● **AVAILABLE DATA**:
//! HTTP handlers for the agent API
//!
//! Four surfaces: buffered chat (`/invocations`), streamed chat over SSE
//! (`/analyze`), the daily-planner trigger (`/plan`) and session history
//! (`/history`). Request validation happens here, before any pipeline
//! stage runs; a bad request never touches the agent system.

use std::convert::Infallible;
use std::sync::Arc;

use axum::extract::{Query, State};
use axum::http::StatusCode;
use axum::response::sse::{Event, KeepAlive, Sse};
use axum::response::{IntoResponse, Response};
use axum::Json;
use futures::StreamExt;
use serde::Deserialize;
use serde_json::{json, Value};
use tracing::error;

use crate::agents::domain::PipelineEvent;
use crate::agents::handler::AgentHandler;
use crate::agents::presets::DEFAULT_CHAT_SESSION;

/// Shared application state for API handlers
#[derive(Clone)]
pub struct ApiState {
    pub agents: Arc<AgentHandler>,
}

#[derive(Debug, Deserialize)]
pub struct HistoryQuery {
    #[serde(rename = "sessionId")]
    pub session_id: Option<String>,
}

/// Extract a non-empty string field from a JSON body
fn string_field(body: &Value, key: &str) -> Option<String> {
    body.get(key)
        .and_then(Value::as_str)
        .filter(|s| !s.trim().is_empty())
        .map(str::to_string)
}

fn bad_request(message: &str) -> Response {
    (StatusCode::BAD_REQUEST, Json(json!({ "error": message }))).into_response()
}

fn internal_error(message: String) -> Response {
    error!("{}", message);
    (
        StatusCode::INTERNAL_SERVER_ERROR,
        Json(json!({ "error": message })),
    )
        .into_response()
}

/// POST /invocations - run a pipeline to completion and return the result
pub async fn invoke(State(state): State<ApiState>, Json(body): Json<Value>) -> Response {
    let Some(message) = string_field(&body, "message") else {
        return bad_request("Message is required");
    };
    let session_id = string_field(&body, "sessionId");
    let agent_type = string_field(&body, "agentType");

    let stream = match state.agents.invoke(message, session_id, agent_type.as_deref()) {
        Ok(stream) => stream,
        Err(e) => return internal_error(e.to_string()),
    };

    let terminal = stream
        .collect_all()
        .await
        .into_iter()
        .find(PipelineEvent::is_terminal);

    match terminal {
        Some(PipelineEvent::Result {
            content,
            session_id,
        }) => Json(json!({
            "type": "result",
            "content": content,
            "sessionId": session_id,
        }))
        .into_response(),
        Some(PipelineEvent::Error { message }) => internal_error(message),
        _ => internal_error("stream closed before a terminal event".to_string()),
    }
}

/// POST /analyze - run a pipeline, streaming events over SSE
pub async fn analyze(State(state): State<ApiState>, Json(body): Json<Value>) -> Response {
    let Some(message) = string_field(&body, "message") else {
        return bad_request("Message is required");
    };
    let session_id = string_field(&body, "sessionId");
    let agent_type = string_field(&body, "agentType");

    let stream = match state.agents.invoke(message, session_id, agent_type.as_deref()) {
        Ok(stream) => stream,
        Err(e) => return internal_error(e.to_string()),
    };

    let sse_stream = stream.map(|event| {
        let data = serde_json::to_string(&event).unwrap_or_else(|_| "{}".to_string());
        Ok::<Event, Infallible>(Event::default().event(event.event_name()).data(data))
    });

    Sse::new(sse_stream)
        .keep_alive(KeepAlive::default())
        .into_response()
}

/// POST /plan - run the daily-planner pipeline over the supplied inputs
pub async fn plan(State(state): State<ApiState>, Json(body): Json<Value>) -> Response {
    let strategy_pdf_text = string_field(&body, "strategy_pdf_text");
    let broker_url = string_field(&body, "broker_url");
    let (Some(strategy_pdf_text), Some(broker_url)) = (strategy_pdf_text, broker_url) else {
        return bad_request("strategy_pdf_text and broker_url are required");
    };
    let session_id = string_field(&body, "sessionId");

    let stream = match state.agents.plan(strategy_pdf_text, broker_url, session_id) {
        Ok(stream) => stream,
        Err(e) => return internal_error(e.to_string()),
    };

    match stream.into_outcome().await {
        Ok(result) => Json(json!({ "status": "success", "result": result })).into_response(),
        Err(message) => {
            error!("Plan run failed: {}", message);
            (
                StatusCode::INTERNAL_SERVER_ERROR,
                Json(json!({ "status": "error", "message": message })),
            )
                .into_response()
        }
    }
}

/// GET /history?sessionId= - fetch a session's conversation history
pub async fn get_history(
    State(state): State<ApiState>,
    Query(query): Query<HistoryQuery>,
) -> Response {
    let session_id = query
        .session_id
        .unwrap_or_else(|| DEFAULT_CHAT_SESSION.to_string());

    match state.agents.history(&session_id).await {
        Ok(session) => {
            let messages = session.map(|s| s.messages).unwrap_or_default();
            Json(json!({ "sessionId": session_id, "messages": messages })).into_response()
        }
        Err(e) => internal_error(e.to_string()),
    }
}

/// DELETE /history?sessionId= - clear one session, or every session when
/// no sessionId is given
pub async fn delete_history(
    State(state): State<ApiState>,
    Query(query): Query<HistoryQuery>,
) -> Response {
    let result = match &query.session_id {
        Some(session_id) => state.agents.clear_history(session_id).await,
        None => state.agents.clear_all_history().await,
    };

    match result {
        Ok(()) => {
            let message = match query.session_id {
                Some(session_id) => format!("History cleared for session: {}", session_id),
                None => "All history cleared".to_string(),
            };
            Json(json!({ "status": "success", "message": message })).into_response()
        }
        Err(e) => internal_error(e.to_string()),
    }
}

● **WORK REQUIRED**: Above are the records. Print exactly, and only, the lines from the line with "let session_id = query" to the line with "sessionId is given", both inclusive.

● **RESPONSE BOX**:
    let session_id = query
        .session_id
        .unwrap_or_else(|| DEFAULT_CHAT_SESSION.to_string());

    match state.agents.history(&session_id).await {
        Ok(session) => {
            let messages = session.map(|s| s.messages).unwrap_or_default();
            Json(json!({ "sessionId": session_id, "messages": messages })).into_response()
        }
        Err(e) => internal_error(e.to_string()),
    }
}

/// DELETE /history?sessionId= - clear one session, or every session when
/// no sessionId is given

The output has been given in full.